--- Work item ---
Go through the data below and report how many lines contain "ResidueDocument"; the reply holds only that number.

--- Given records ---
****************

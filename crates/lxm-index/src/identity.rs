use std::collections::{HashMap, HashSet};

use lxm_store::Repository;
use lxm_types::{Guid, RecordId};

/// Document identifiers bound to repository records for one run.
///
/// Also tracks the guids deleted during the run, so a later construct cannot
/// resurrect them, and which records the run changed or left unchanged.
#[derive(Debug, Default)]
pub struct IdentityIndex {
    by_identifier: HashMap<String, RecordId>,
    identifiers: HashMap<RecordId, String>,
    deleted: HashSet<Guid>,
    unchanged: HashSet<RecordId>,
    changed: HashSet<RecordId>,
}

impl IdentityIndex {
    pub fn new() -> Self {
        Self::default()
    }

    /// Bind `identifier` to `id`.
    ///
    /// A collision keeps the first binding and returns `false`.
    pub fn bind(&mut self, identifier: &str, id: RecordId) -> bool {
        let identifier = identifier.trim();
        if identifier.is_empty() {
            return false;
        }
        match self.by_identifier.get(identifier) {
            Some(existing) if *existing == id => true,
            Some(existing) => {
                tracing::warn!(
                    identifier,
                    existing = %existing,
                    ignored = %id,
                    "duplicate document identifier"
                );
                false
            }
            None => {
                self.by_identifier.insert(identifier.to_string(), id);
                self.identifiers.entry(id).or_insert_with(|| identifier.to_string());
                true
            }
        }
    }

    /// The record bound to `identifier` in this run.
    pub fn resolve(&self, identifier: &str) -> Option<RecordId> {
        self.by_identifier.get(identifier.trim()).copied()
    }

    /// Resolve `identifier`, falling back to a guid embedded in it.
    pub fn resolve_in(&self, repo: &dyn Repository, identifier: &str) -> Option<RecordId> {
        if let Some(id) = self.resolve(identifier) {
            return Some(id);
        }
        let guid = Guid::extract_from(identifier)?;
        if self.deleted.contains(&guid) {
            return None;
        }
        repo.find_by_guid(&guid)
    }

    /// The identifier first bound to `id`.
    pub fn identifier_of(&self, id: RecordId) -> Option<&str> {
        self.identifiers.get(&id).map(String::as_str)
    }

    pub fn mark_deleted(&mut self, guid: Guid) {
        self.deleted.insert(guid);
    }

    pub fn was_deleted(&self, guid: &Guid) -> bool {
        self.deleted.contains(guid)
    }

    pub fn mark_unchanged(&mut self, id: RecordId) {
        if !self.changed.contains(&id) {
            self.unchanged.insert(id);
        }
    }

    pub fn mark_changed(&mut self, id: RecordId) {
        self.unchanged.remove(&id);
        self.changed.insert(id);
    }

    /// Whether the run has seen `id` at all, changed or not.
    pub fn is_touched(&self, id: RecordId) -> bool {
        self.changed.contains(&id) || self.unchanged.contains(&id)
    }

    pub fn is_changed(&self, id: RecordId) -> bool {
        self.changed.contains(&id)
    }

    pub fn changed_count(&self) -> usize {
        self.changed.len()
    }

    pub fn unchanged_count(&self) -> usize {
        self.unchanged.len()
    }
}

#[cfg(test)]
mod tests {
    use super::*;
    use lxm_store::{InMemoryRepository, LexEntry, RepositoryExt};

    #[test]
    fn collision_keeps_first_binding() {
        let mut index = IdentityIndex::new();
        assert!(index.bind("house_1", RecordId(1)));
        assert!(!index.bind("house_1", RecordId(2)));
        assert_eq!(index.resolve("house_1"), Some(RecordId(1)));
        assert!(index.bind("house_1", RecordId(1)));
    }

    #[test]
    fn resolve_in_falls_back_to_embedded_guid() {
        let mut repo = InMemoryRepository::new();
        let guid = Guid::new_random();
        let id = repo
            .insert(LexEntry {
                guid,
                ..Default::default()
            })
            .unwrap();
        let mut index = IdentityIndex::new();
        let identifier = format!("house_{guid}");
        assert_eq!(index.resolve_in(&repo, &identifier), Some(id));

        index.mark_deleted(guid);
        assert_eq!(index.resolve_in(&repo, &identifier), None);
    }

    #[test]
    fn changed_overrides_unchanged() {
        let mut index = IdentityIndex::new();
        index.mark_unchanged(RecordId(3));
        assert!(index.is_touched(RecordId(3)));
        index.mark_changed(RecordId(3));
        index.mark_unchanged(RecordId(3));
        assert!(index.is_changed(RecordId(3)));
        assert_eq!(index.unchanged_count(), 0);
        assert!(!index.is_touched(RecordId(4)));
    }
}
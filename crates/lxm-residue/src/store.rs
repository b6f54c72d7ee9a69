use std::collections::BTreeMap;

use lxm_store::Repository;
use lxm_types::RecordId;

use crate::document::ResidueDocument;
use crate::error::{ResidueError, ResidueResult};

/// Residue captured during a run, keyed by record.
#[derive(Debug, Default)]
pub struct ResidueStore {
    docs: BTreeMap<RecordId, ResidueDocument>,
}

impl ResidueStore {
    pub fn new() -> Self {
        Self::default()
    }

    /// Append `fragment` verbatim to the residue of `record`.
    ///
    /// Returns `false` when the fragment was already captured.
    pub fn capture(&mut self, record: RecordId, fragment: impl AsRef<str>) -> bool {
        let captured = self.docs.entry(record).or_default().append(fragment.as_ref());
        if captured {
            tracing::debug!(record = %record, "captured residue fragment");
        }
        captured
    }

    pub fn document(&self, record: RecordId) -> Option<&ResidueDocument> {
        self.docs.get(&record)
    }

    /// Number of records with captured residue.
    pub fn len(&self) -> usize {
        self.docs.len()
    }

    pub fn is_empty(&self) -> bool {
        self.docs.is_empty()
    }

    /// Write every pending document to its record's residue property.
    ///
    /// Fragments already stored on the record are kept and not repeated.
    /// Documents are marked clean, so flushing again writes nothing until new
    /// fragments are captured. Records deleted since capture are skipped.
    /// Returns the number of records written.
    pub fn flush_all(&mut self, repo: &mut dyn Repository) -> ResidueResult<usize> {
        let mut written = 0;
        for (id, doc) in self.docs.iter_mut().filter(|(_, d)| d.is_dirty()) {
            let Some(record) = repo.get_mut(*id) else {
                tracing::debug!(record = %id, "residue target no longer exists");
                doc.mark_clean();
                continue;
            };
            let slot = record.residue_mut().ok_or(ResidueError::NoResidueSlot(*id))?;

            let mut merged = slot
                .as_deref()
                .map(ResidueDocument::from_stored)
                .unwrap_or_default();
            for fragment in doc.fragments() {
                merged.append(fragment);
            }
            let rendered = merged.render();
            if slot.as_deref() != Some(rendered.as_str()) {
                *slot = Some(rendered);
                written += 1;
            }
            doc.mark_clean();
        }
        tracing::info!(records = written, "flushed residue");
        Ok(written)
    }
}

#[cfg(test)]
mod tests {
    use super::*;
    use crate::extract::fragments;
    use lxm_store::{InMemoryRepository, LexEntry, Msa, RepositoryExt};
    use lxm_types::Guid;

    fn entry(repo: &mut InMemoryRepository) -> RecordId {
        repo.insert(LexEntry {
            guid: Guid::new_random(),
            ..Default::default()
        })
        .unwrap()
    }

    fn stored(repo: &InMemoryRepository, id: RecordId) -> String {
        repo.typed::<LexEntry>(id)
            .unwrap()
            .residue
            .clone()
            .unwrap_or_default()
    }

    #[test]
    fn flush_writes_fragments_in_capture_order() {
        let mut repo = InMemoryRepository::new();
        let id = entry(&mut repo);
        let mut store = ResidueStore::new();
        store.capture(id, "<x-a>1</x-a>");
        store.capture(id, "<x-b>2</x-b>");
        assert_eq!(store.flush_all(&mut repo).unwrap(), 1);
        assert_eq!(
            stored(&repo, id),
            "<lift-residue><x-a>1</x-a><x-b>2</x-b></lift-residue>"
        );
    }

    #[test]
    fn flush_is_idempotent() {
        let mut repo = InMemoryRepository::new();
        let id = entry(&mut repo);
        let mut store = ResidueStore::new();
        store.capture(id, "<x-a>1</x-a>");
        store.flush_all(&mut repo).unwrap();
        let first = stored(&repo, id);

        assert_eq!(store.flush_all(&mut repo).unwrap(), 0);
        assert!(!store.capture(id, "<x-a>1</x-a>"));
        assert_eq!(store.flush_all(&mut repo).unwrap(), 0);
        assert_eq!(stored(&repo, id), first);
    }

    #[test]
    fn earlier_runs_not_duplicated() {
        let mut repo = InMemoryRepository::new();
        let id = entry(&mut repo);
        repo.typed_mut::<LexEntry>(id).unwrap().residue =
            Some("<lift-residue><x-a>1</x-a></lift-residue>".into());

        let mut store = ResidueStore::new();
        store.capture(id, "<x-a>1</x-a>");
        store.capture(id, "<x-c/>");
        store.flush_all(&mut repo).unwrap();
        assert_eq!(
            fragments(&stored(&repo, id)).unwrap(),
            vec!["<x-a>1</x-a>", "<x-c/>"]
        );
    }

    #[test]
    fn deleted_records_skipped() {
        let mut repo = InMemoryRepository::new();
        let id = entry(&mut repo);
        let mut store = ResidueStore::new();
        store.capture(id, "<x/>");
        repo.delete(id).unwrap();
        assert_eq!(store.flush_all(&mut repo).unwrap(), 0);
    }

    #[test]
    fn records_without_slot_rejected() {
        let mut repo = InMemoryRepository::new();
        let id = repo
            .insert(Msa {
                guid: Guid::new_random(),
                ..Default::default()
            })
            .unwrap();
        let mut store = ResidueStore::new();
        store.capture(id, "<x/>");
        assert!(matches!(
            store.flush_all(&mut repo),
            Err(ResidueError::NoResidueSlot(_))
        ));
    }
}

****************

--- Your solution ---
4